Dito de forma singela, qualquer proposta arbitrária de manter o sentido de um signo está ameaçada. A interatividade e a intersecção atuando no tempo sobre o conteúdo das memórias digitais conferem a expansão dos significados e interpretantes sem nenhuma regra possível. Todo conhecimento adquire um devir, um vir a ser possível não previsto nem regrado (2009, p. 145).

Podemos apenas aceitar que a interatividade enquanto instrumento de ação do sujeito assegura a comunicação genuína entre o emissor e o receptor. A funcionalidade da oferta de conhecimento depende da participação do receptor, que ao interagir com as informações, confere um sentido próprio conforme seu repertório de conhecimentos e experiências. Isso acarreta obrigatoriamente na perda de informações (2009, p. 157).
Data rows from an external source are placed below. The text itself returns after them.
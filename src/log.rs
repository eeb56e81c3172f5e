// src/log.rs
//
// Append-only run log. Per-item anomalies (parser fallbacks, skipped
// patterns) land here rather than interrupting the batch.

use std::fs::OpenOptions;
use std::io::Write;
use std::sync::{Mutex, OnceLock};
use std::time::Instant;

static LOG_FILE: &str = "herb_extract.log";
static LOG_LOCK: Mutex<()> = Mutex::new(());
static START: OnceLock<Instant> = OnceLock::new();

fn start() -> Instant {
    *START.get_or_init(Instant::now)
}

fn fmt_elapsed(ms: u128) -> String {
    let total_ms = ms as u64;
    let h = total_ms / 3_600_000;
    let m = (total_ms % 3_600_000) / 60_000;
    let s = (total_ms % 60_000) / 1_000;
    let ms = total_ms % 1_000;
    format!("{h:02}:{m:02}:{s:02}.{ms:03}")
}

/// Internal logging function
pub fn write_log(level: &str, msg: &str) {
    let elapsed = fmt_elapsed(start().elapsed().as_millis());
    let line = format!("[{elapsed}][{level}] {msg}\n");

    if let Ok(_guard) = LOG_LOCK.lock() {
        if let Ok(mut file) = OpenOptions::new()
            .create(true)
            .append(true)
            .open(LOG_FILE)
        {
            let _ = file.write_all(line.as_bytes());
        }
    }
}

/// Info-level logging
#[macro_export]
macro_rules! logf {
    ($($arg:tt)*) => {
        $crate::log::write_log("INFO", &format!($($arg)*))
    };
}

/// Debug-level logging
#[macro_export]
macro_rules! logd {
    ($($arg:tt)*) => {
        $crate::log::write_log("DEBUG", &format!($($arg)*))
    };
}

/// Error-level logging
#[macro_export]
macro_rules! loge {
    ($($arg:tt)*) => {
        $crate::log::write_log("ERROR", &format!($($arg)*))
    };
}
Então dentro a partir de Azevedo, podemos chegar a algumas conclusões iniciais: Esperar que o receptor frua passivelmente qualquer informação na ambiência digital é não perceber que sua possibilidade de múltiplas intervenções está presente, e será atuada através da intersecção da informação. Esta intersecção promoverá cópias que eventualmente receberão intervenções por parte do sujeito. As intervenções não resultam apenas em interpretações

subjetivas, mas sim na formação de novos signos. Estes novos signos podem ser adotados ou rejeitados. Mas todas as intervenções são registradas pelas memórias digitais, permitindo sua eventual adoção em tempos e espaços indeterminados. As intervenções questionam a recepção exclusivamente proposta pelos autores. A interatividade semeia um rizoma que atravessa a ambiência digital. Esse rizoma se manifesta como urdidura de novas acepções dos signos, da informação e por consequência do conhecimento.

E isto deve servir de indicação para pesquisadores, professores, artistas, poetas e discentes na produção de arte, técnica e conhecimento dentro da ambiência digital.